The Science of Beauty, Explained · Aevy TV
Mind, Philosophy & Debate
The curiosity that makes you stop and reconsider something you thought was obvious, and the forums that take hard questions seriouslyVsauce
Vsauce is the channel that made millions of people realize that the most interesting questions are the ones nobody thought to ask. Michael Stevens starts with something that seems like a simple curiosity and ends somewhere completely unexpected, usually after passing through philosophy, neuroscience, mathematics, and physics along the way.
The Mind Field series, his deeper documentary work, is worth watching in full. It is a step up from the main channel in terms of depth and ambition. The episode on the power of suggestion is the one I would recommend starting with. It is part experiment, part philosophy, and it stays with you longer than most things you will watch this year.
The Power of Suggestion (Mind Field) · Vsauce
D!NG
D!NG is Michael Stevens' second channel, and it carries the same energy as Vsauce but in a more playful, interactive format. The questions are smaller but the thinking is just as careful.
The Monty Hall Problem video is a classic example of something that looks simple on the surface and turns out to reveal something genuinely strange about probability and human intuition. It is the kind of video you watch and then immediately want to explain to someone else, knowing it will frustrate them, because it frustrated you too. That is exactly the Vsauce flavour, delivered in a tighter package.
The Monty Hall Problem · D!NG
Doha Debates
Doha Debates is a global forum that brings together experts, thinkers, and policymakers to argue real questions from different perspectives. The production quality is high and the format is professional, but more importantly, the debates are substantive. You leave having heard actual disagreement, not just talking points.

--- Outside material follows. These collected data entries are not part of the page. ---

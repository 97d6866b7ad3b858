//! The on-disk vault format.
//!
//! ```text
//! magic (8) | version (1) | factor tag (1) | kdf iterations (4, BE)
//! | salt (16) | key verifier (8) | nonce (12) | AEAD ciphertext
//! ```
//!
//! The key is PBKDF2-HMAC-SHA256 over the three derivation factors joined
//! with a fixed separator; the ciphertext is ChaCha20-Poly1305 with the
//! header (minus the nonce) as associated data, so header tampering fails
//! authentication. The verifier is a truncated hash of the derived key: it
//! lets a load distinguish "wrong key material" from "damaged ciphertext"
//! without attempting decryption.

use crate::machine::FactorKind;
use chacha20poly1305::aead::{Aead, KeyInit, Payload};
use chacha20poly1305::{ChaCha20Poly1305, Nonce};
use primordial_core::error::VaultError;
use sha2::{Digest, Sha256};
use zeroize::Zeroizing;

/// File magic.
pub const MAGIC: &[u8; 8] = b"PRMVAULT";
/// Current format version.
pub const VERSION: u8 = 1;
/// PBKDF2 iteration count written to new vaults. Loads refuse anything lower.
pub const KDF_ITERATIONS: u32 = 600_000;
/// Separator between the derivation factors. Cannot appear in a machine id
/// or hex install secret, so factor boundaries are unambiguous.
const FACTOR_SEPARATOR: u8 = 0x1f;

const SALT_LEN: usize = 16;
const VERIFIER_LEN: usize = 8;
const NONCE_LEN: usize = 12;
const HEADER_LEN: usize = 8 + 1 + 1 + 4 + SALT_LEN + VERIFIER_LEN;

/// Parsed vault header.
#[derive(Debug, Clone, PartialEq, Eq)]
pub struct Header {
    /// Format version.
    pub version: u8,
    /// Which machine factor sealed this vault.
    pub factor: FactorKind,
    /// PBKDF2 iteration count.
    pub iterations: u32,
    /// Per-vault random salt.
    pub salt: [u8; SALT_LEN],
    /// Truncated hash of the derived key.
    pub verifier: [u8; VERIFIER_LEN],
}

impl Header {
    fn encode(&self) -> Vec<u8> {
        let mut out = Vec::with_capacity(HEADER_LEN);
        out.extend_from_slice(MAGIC);
        out.push(self.version);
        out.push(self.factor.tag());
        out.extend_from_slice(&self.iterations.to_be_bytes());
        out.extend_from_slice(&self.salt);
        out.extend_from_slice(&self.verifier);
        out
    }
}

/// Derive the vault key from the three factors and the per-vault salt.
///
/// CPU-bound and deliberately slow (≥ [`KDF_ITERATIONS`] rounds); callers
/// on an event loop must run this on a blocking worker.
pub fn derive_key(
    machine_value: &str,
    install_secret: &[u8],
    passphrase: Option<&str>,
    salt: &[u8; SALT_LEN],
    iterations: u32,
) -> Zeroizing<[u8; 32]> {
    let mut password = Zeroizing::new(Vec::with_capacity(
        machine_value.len() + install_secret.len() + 64,
    ));
    password.extend_from_slice(machine_value.as_bytes());
    password.push(FACTOR_SEPARATOR);
    password.extend_from_slice(install_secret);
    password.push(FACTOR_SEPARATOR);
    if let Some(p) = passphrase {
        password.extend_from_slice(p.as_bytes());
    }

    let mut key = Zeroizing::new([0u8; 32]);
    pbkdf2::pbkdf2_hmac::<Sha256>(&password, salt, iterations, key.as_mut());
    key
}

/// The header's key verifier: a truncated domain-separated hash of the key.
pub fn verifier_for(key: &[u8; 32]) -> [u8; VERIFIER_LEN] {
    let mut hasher = Sha256::new();
    hasher.update(b"primordial-vault-verifier");
    hasher.update(key);
    let digest = hasher.finalize();
    let mut out = [0u8; VERIFIER_LEN];
    out.copy_from_slice(&digest[..VERIFIER_LEN]);
    out
}

/// Encrypt `plaintext` under `key` and produce the full file image.
pub fn seal(key: &[u8; 32], header: &Header, plaintext: &[u8]) -> Result<Vec<u8>, VaultError> {
    let mut nonce = [0u8; NONCE_LEN];
    getrandom::getrandom(&mut nonce).map_err(|_| VaultError::Io("entropy source failed".into()))?;

    let cipher = ChaCha20Poly1305::new_from_slice(key).map_err(|_| VaultError::Corrupt)?;
    let aad = header.encode();
    let ciphertext = cipher
        .encrypt(
            Nonce::from_slice(&nonce),
            Payload {
                msg: plaintext,
                aad: &aad,
            },
        )
        .map_err(|_| VaultError::Corrupt)?;

    let mut out = aad;
    out.extend_from_slice(&nonce);
    out.extend_from_slice(&ciphertext);
    Ok(out)
}

/// Parse the header of a vault file without touching the ciphertext.
pub fn parse_header(bytes: &[u8]) -> Result<Header, VaultError> {
    if bytes.len() < HEADER_LEN + NONCE_LEN || &bytes[..8] != MAGIC {
        return Err(VaultError::Corrupt);
    }
    let version = bytes[8];
    if version != VERSION {
        return Err(VaultError::Corrupt);
    }
    let factor = FactorKind::from_tag(bytes[9]).ok_or(VaultError::Corrupt)?;
    let iterations = u32::from_be_bytes([bytes[10], bytes[11], bytes[12], bytes[13]]);
    if iterations < KDF_ITERATIONS {
        // A weakened iteration count is tampering, not a config choice.
        return Err(VaultError::Corrupt);
    }
    let mut salt = [0u8; SALT_LEN];
    salt.copy_from_slice(&bytes[14..14 + SALT_LEN]);
    let mut verifier = [0u8; VERIFIER_LEN];
    verifier.copy_from_slice(&bytes[14 + SALT_LEN..HEADER_LEN]);
    Ok(Header {
        version,
        factor,
        iterations,
        salt,
        verifier,
    })
}

/// Decrypt a vault file image with an already-derived key.
pub fn unseal(key: &[u8; 32], bytes: &[u8]) -> Result<Zeroizing<Vec<u8>>, VaultError> {
    let header = parse_header(bytes)?;
    let aad = header.encode();
    let nonce = &bytes[HEADER_LEN..HEADER_LEN + NONCE_LEN];
    let ciphertext = &bytes[HEADER_LEN + NONCE_LEN..];

    let cipher = ChaCha20Poly1305::new_from_slice(key).map_err(|_| VaultError::Corrupt)?;
    let plaintext = cipher
        .decrypt(
            Nonce::from_slice(nonce),
            Payload {
                msg: ciphertext,
                aad: &aad,
            },
        )
        .map_err(|_| VaultError::Corrupt)?;
    Ok(Zeroizing::new(plaintext))
}

/// Generate a fresh random salt.
pub fn new_salt() -> Result<[u8; SALT_LEN], VaultError> {
    let mut salt = [0u8; SALT_LEN];
    getrandom::getrandom(&mut salt).map_err(|_| VaultError::Io("entropy source failed".into()))?;
    Ok(salt)
}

The debate on whether AI will bring us together or drive us apart is worth watching precisely because it does not give you a clean answer. It shows you the real disagreement, which is more useful than most explainer content on the same topic. At a time when most AI coverage is either utopian or catastrophist, this is a rare piece of content that treats the question with the seriousness it deserves.

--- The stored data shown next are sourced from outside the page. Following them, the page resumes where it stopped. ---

//! Toast-style notifications keyed by id

use std::time::{Duration, Instant};

use chrono::{DateTime, Local};

pub const TOAST_LIFETIME: Duration = Duration::from_secs(4);

#[derive(Debug, Clone)]
pub struct Toast {
    pub id: String,
    pub text: String,
    pub at: DateTime<Local>,
    since: Instant,
}

/// Visible notifications. Pushing an id that is already on screen updates the
/// existing toast instead of stacking a second one.
#[derive(Debug, Default)]
pub struct Notifications {
    toasts: Vec<Toast>,
}

impl Notifications {
    pub fn new() -> Self {
        Self::default()
    }

    /// Returns `true` when a new toast was added, `false` when an existing one
    /// with the same id was refreshed.
    pub fn push(&mut self, id: impl Into<String>, text: impl Into<String>) -> bool {
        let id = id.into();
        let text = text.into();
        let now = Instant::now();
        if let Some(existing) = self.toasts.iter_mut().find(|t| t.id == id) {
            existing.text = text;
            existing.since = now;
            return false;
        }
        self.toasts.push(Toast {
            id,
            text,
            at: Local::now(),
            since: now,
        });
        true
    }

    pub fn expire(&mut self, lifetime: Duration) {
        self.toasts.retain(|t| t.since.elapsed() < lifetime);
    }

    pub fn iter(&self) -> impl Iterator<Item = &Toast> {
        self.toasts.iter()
    }

    pub fn len(&self) -> usize {
        self.toasts.len()
    }

    pub fn is_empty(&self) -> bool {
        self.toasts.is_empty()
    }
}

#[cfg(test)]
mod tests {
    use super::*;

    #[test]
    fn test_same_id_does_not_stack() {
        let mut n = Notifications::new();
        assert!(n.push("a", "first"));
        assert!(!n.push("a", "second"));
        assert!(n.push("b", "other"));
        assert_eq!(n.len(), 2);
        assert_eq!(n.iter().next().map(|t| t.text.as_str()), Some("second"));
    }

    #[test]
    fn test_expire_drops_old_toasts() {
        let mut n = Notifications::new();
        n.push("a", "hello");
        n.expire(TOAST_LIFETIME);
        assert_eq!(n.len(), 1);
        n.expire(Duration::ZERO);
        assert!(n.is_empty());
    }
}
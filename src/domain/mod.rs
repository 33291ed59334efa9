//! Domain layer - keyboard records, notifications and screen selection

pub mod keyboard;
pub mod notify;
pub mod view;

pub use keyboard::{format_ether, ContractEvent, Keyboard, KeyboardKind, NewKeyboard, FILTERS};
pub use notify::{Notifications, Toast, TOAST_LIFETIME};
pub use view::{select_screen, Screen, Tile, TileAction};
#[cfg(test)]
mod tests {
    use super::*;
    use crate::domain::{KeyboardKind, TileAction};

    fn me() -> Address {
        Address::repeat_byte(0xaa)
    }

    fn other() -> Address {
        Address::repeat_byte(0xbb)
    }

    fn keyboard(owner: Address) -> Keyboard {
        Keyboard {
            kind: KeyboardKind::SixtyPercent,
            is_pbt: false,
            filter: String::new(),
            owner,
        }
    }

    fn connected_app() -> App {
        let mut app = App::new(Address::repeat_byte(0xee), U256::from(10u64));
        app.apply_provider_ready("http://localhost:8545".into());
        app.apply_accounts(false, vec![me()]);
        app
    }

    fn fetches(commands: &[RuntimeCommand]) -> Vec<u64> {
        commands
            .iter()
            .filter_map(|cmd| match cmd {
                RuntimeCommand::FetchKeyboards { seq } => Some(*seq),
                _ => None,
            })
            .collect()
    }

    #[test]
    fn test_mount_requests_accounts_silently() {
        let mut app = App::new(Address::ZERO, U256::ZERO);
        app.apply_provider_ready("ws://node".into());
        let commands = app.take_commands();
        assert!(matches!(
            commands.as_slice(),
            [RuntimeCommand::RequestAccounts { interactive: false }]
        ));
        assert_eq!(app.screen(), Screen::Connect);
    }

    #[test]
    fn test_connect_without_provider_alerts() {
        let mut app = App::new(Address::ZERO, U256::ZERO);
        assert_eq!(app.connect_account(), Err(WalletError::MissingProvider));
        assert!(app.alert.is_some());
        assert!(app.take_commands().is_empty());
        assert_eq!(app.screen(), Screen::InstallWallet);
    }

    #[test]
    fn test_connect_requests_access() {
        let mut app = App::new(Address::ZERO, U256::ZERO);
        app.apply_provider_ready("ws://node".into());
        app.take_commands();
        app.connect_account().unwrap();
        assert!(matches!(
            app.take_commands().as_slice(),
            [RuntimeCommand::RequestAccounts { interactive: true }]
        ));
    }

    #[test]
    fn test_empty_account_list_stays_disconnected() {
        let mut app = App::new(Address::ZERO, U256::ZERO);
        app.apply_provider_ready("ws://node".into());
        app.take_commands();
        app.apply_accounts(false, vec![]);
        assert!(app.account.is_none());
        assert!(app.take_commands().is_empty());
        assert_eq!(app.screen(), Screen::Connect);
    }

    #[test]
    fn test_account_triggers_fetch_and_subscription() {
        let mut app = connected_app();
        let commands = app.take_commands();
        assert!(commands
            .iter()
            .any(|c| matches!(c, RuntimeCommand::Subscribe { epoch: 1 })));
        assert_eq!(fetches(&commands), vec![1]);
        assert!(app.keyboards_loading);
        assert_eq!(app.screen(), Screen::Loading);
    }

    #[test]
    fn test_first_account_wins() {
        let mut app = App::new(Address::ZERO, U256::ZERO);
        app.apply_provider_ready("ws://node".into());
        app.apply_accounts(false, vec![other(), me()]);
        assert_eq!(app.account, Some(other()));
    }

    #[test]
    fn test_fetch_result_replaces_list() {
        let mut app = connected_app();
        app.take_commands();
        assert!(app.apply_keyboards(1, vec![keyboard(me()), keyboard(other())]));
        assert!(!app.keyboards_loading);
        assert_eq!(app.keyboards.len(), 2);

        app.refresh();
        assert!(app.apply_keyboards(2, vec![keyboard(other())]));
        assert_eq!(app.keyboards, vec![keyboard(other())]);
    }

    #[test]
    fn test_stale_fetch_is_discarded() {
        let mut app = connected_app();
        app.take_commands();
        app.refresh();
        assert_eq!(fetches(&app.take_commands()), vec![2]);

        // Reply to the first request lands after the second was issued
        assert!(!app.apply_keyboards(1, vec![keyboard(other())]));
        assert!(app.keyboards.is_empty());
        assert!(app.keyboards_loading);

        app.apply_keyboards_failed(1, "boom".into());
        assert!(app.keyboards_loading);

        assert!(app.apply_keyboards(2, vec![keyboard(me())]));
        assert!(!app.keyboards_loading);
    }

    #[test]
    fn test_fetch_failure_clears_loading() {
        let mut app = connected_app();
        app.take_commands();
        app.apply_keyboards_failed(1, "execution reverted".into());
        assert!(!app.keyboards_loading);
        assert_eq!(app.status_text().map(|(_, level)| level), Some(StatusLevel::Error));
        assert_eq!(app.screen(), Screen::Empty);
    }

    #[test]
    fn test_created_by_other_notifies_and_refetches() {
        let mut app = connected_app();
        app.take_commands();
        app.apply_contract_event(1, ContractEvent::KeyboardCreated(keyboard(other())));
        assert_eq!(app.notifications.len(), 1);
        assert_eq!(fetches(&app.take_commands()).len(), 1);
    }

    #[test]
    fn test_created_by_self_only_refetches() {
        let mut app = connected_app();
        app.take_commands();
        app.apply_contract_event(1, ContractEvent::KeyboardCreated(keyboard(me())));
        assert!(app.notifications.is_empty());
        assert_eq!(fetches(&app.take_commands()).len(), 1);
    }

    #[test]
    fn test_tip_to_me_notifies_with_amount() {
        let mut app = connected_app();
        app.take_commands();
        let amount = U256::from(10_000_000_000_000_000u64);
        app.apply_contract_event(1, ContractEvent::TipSent { recipient: me(), amount });
        let texts: Vec<_> = app.notifications.iter().map(|t| t.text.clone()).collect();
        assert_eq!(texts, vec!["You received a tip of 0.01 eth!".to_string()]);

        // Same recipient+amount does not stack
        app.apply_contract_event(1, ContractEvent::TipSent { recipient: me(), amount });
        assert_eq!(app.notifications.len(), 1);
    }

    #[test]
    fn test_tip_to_other_is_silent() {
        let mut app = connected_app();
        app.take_commands();
        app.apply_contract_event(
            1,
            ContractEvent::TipSent {
                recipient: other(),
                amount: U256::from(1u64),
            },
        );
        assert!(app.notifications.is_empty());
        assert!(app.take_commands().is_empty());
    }

    #[test]
    fn test_stale_epoch_events_ignored() {
        let mut app = connected_app();
        app.take_commands();
        app.apply_accounts(true, vec![other()]);
        let commands = app.take_commands();
        assert!(commands
            .iter()
            .any(|c| matches!(c, RuntimeCommand::Subscribe { epoch: 2 })));

        app.apply_contract_event(1, ContractEvent::KeyboardCreated(keyboard(me())));
        assert!(app.notifications.is_empty());
        assert!(app.take_commands().is_empty());
    }

    #[test]
    fn test_losing_provider_unsubscribes() {
        let mut app = connected_app();
        app.take_commands();
        app.apply_provider_missing("gone".into());
        assert!(matches!(
            app.take_commands().as_slice(),
            [RuntimeCommand::Unsubscribe]
        ));
        assert_eq!(app.screen(), Screen::InstallWallet);
    }

    #[test]
    fn test_lost_subscription_reattaches_on_refresh() {
        let mut app = connected_app();
        app.take_commands();
        app.apply_subscription_lost(1, Some("Event subscription failed: ws closed".into()));
        assert_eq!(app.status_text().map(|(_, level)| level), Some(StatusLevel::Error));

        app.refresh();
        let commands = app.take_commands();
        assert!(commands
            .iter()
            .any(|c| matches!(c, RuntimeCommand::Subscribe { epoch: 2 })));
        assert_eq!(fetches(&commands), vec![2]);
    }

    #[test]
    fn test_lost_subscription_reattaches_on_reconnect() {
        let mut app = connected_app();
        app.take_commands();
        app.apply_subscription_lost(1, None);

        app.connect_account().unwrap();
        app.take_commands();
        app.apply_accounts(true, vec![me()]);
        assert!(matches!(
            app.take_commands().as_slice(),
            [RuntimeCommand::Subscribe { epoch: 2 }]
        ));
    }

    #[test]
    fn test_stale_subscription_loss_ignored() {
        let mut app = connected_app();
        app.take_commands();
        app.apply_accounts(true, vec![other()]);
        app.take_commands();

        // Epoch 1 was replaced; its loss must not detach epoch 2
        app.apply_subscription_lost(1, None);
        app.refresh();
        let commands = app.take_commands();
        assert!(!commands
            .iter()
            .any(|c| matches!(c, RuntimeCommand::Subscribe { .. })));
        app.apply_contract_event(
            2,
            ContractEvent::TipSent {
                recipient: other(),
                amount: U256::from(1u64),
            },
        );
        assert_eq!(app.notifications.len(), 1);
    }

    #[test]
    fn test_tip_rules() {
        let mut app = connected_app();
        app.take_commands();
        app.apply_keyboards(1, vec![keyboard(me()), keyboard(other())]);

        app.selected = 0;
        assert_eq!(app.tip_selected(), Err(WalletError::OwnKeyboard));

        app.move_selection(1);
        assert_eq!(app.selected, 1);
        app.tip_selected().unwrap();
        assert!(matches!(
            app.take_commands().as_slice(),
            [RuntimeCommand::Tip { index: 1, from, .. }] if *from == me()
        ));

        let Screen::Grid(tiles) = app.screen() else {
            panic!("expected grid");
        };
        assert_eq!(tiles[0].action, TileAction::OwnerBadge);
        assert_eq!(tiles[1].action, TileAction::Tip);
    }

    #[test]
    fn test_create_form_submits_draft() {
        let mut app = connected_app();
        app.take_commands();
        app.apply_keyboards(1, vec![]);
        app.open_create_form();
        let form = app.create_form.as_mut().expect("form open");
        form.cycle_kind(true);
        form.toggle_pbt();
        form.cycle_filter(true);
        app.submit_create_form().unwrap();

        let commands = app.take_commands();
        let [RuntimeCommand::CreateKeyboard { from, keyboard }] = commands.as_slice() else {
            panic!("expected create command, got {commands:?}");
        };
        assert_eq!(*from, me());
        assert_eq!(keyboard.kind, KeyboardKind::SeventyFivePercent);
        assert!(keyboard.is_pbt);
        assert_eq!(keyboard.filter, "sepia");
    }

    #[test]
    fn test_create_form_needs_connection() {
        let mut app = App::new(Address::ZERO, U256::ZERO);
        app.apply_provider_ready("ws://node".into());
        app.open_create_form();
        assert!(app.create_form.is_none());
    }
}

Will AI Bring Us Together or Drive Us Apart? · Doha Debates
Health, Identity & Academia
Content that fills gaps formal education leaves open, from understanding your body to navigating a research careerAmaze
Amaze makes content about the human body, mental health, and identity in a way that is honest and non-judgmental. The topics it covers are ones people have real questions about but often do not know where to find clear, science-based answers. The tone is never preachy and never vague, which is harder to achieve than it sounds.

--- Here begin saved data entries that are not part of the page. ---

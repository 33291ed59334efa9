pub mod keyboard_tile;

pub use keyboard_tile::{KeyboardTile, TILE_HEIGHT};
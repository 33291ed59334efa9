use ratatui::layout::{Constraint, Direction, Layout, Rect};

#[derive(Debug, Clone, Copy)]
pub struct UiAreas {
    pub size: Rect,
    pub header: Rect,
    pub body: Rect,
    pub status_line: Rect,
    pub help_line: Rect,
}

pub fn areas(size: Rect) -> UiAreas {
    let vertical = Layout::default()
        .direction(Direction::Vertical)
        .constraints([
            Constraint::Length(3),
            Constraint::Min(0),
            Constraint::Length(2),
        ])
        .split(size);

    let footer_chunks = Layout::default()
        .direction(Direction::Vertical)
        .constraints([Constraint::Length(1), Constraint::Length(1)])
        .split(vertical[2]);

    UiAreas {
        size,
        header: vertical[0],
        body: vertical[1],
        status_line: footer_chunks[0],
        help_line: footer_chunks[1],
    }
}

/// Split `area` into a grid of `columns` cells per row, each `row_height`
/// tall, enough for `count` cells. Cells that do not fit are omitted.
pub fn grid_cells(area: Rect, columns: usize, row_height: u16, count: usize) -> Vec<Rect> {
    if columns == 0 || row_height == 0 || area.width == 0 {
        return Vec::new();
    }
    let cell_width = area.width / columns as u16;
    let rows_fit = (area.height / row_height) as usize;

    (0..count)
        .take(rows_fit * columns)
        .map(|i| {
            let row = (i / columns) as u16;
            let col = (i % columns) as u16;
            Rect {
                x: area.x + col * cell_width,
                y: area.y + row * row_height,
                width: cell_width,
                height: row_height,
            }
        })
        .collect()
}

/// Centered rect of the given percentage size, for popups
pub fn centered(area: Rect, percent_x: u16, height: u16) -> Rect {
    let width = area.width * percent_x / 100;
    let height = height.min(area.height);
    Rect {
        x: area.x + (area.width.saturating_sub(width)) / 2,
        y: area.y + (area.height.saturating_sub(height)) / 2,
        width,
        height,
    }
}

#[cfg(test)]
mod tests {
    use super::*;

    #[test]
    fn test_grid_cells_two_columns() {
        let area = Rect::new(0, 0, 80, 20);
        let cells = grid_cells(area, 2, 6, 5);
        assert_eq!(cells.len(), 5);
        assert_eq!(cells[0], Rect::new(0, 0, 40, 6));
        assert_eq!(cells[1], Rect::new(40, 0, 40, 6));
        assert_eq!(cells[4], Rect::new(0, 12, 40, 6));
    }

    #[test]
    fn test_grid_cells_clip_to_height() {
        let area = Rect::new(0, 0, 80, 10);
        assert_eq!(grid_cells(area, 2, 6, 9).len(), 2);
        assert!(grid_cells(area, 0, 6, 9).is_empty());
    }
}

"Expressing Myself. My Way." is a video that approaches identity with care and clarity. It is representative of what the channel does well: giving people real information while making them feel seen. This is the kind of content that should be part of how young people learn about themselves, and it is not always easy to find done this thoughtfully.
Expressing Myself. My Way. · Amaze
Professor Casey Fiesler
Professor Casey Fiesler is a professor at the University of Colorado Boulder, and her channel is one of the most genuinely useful resources for anyone thinking about graduate school. She covers how PhD programs actually work, what to expect from research life, and how to think honestly about whether an academic career is right for you. She is frank about the difficult parts without being discouraging.
Her video on whether you should get a PhD is the one I watched when I was applying, and it helped me think more clearly about my own reasons. If you are considering a PhD, watch this before you make any decisions. It will not tell you what to do, but it will help you ask the right questions.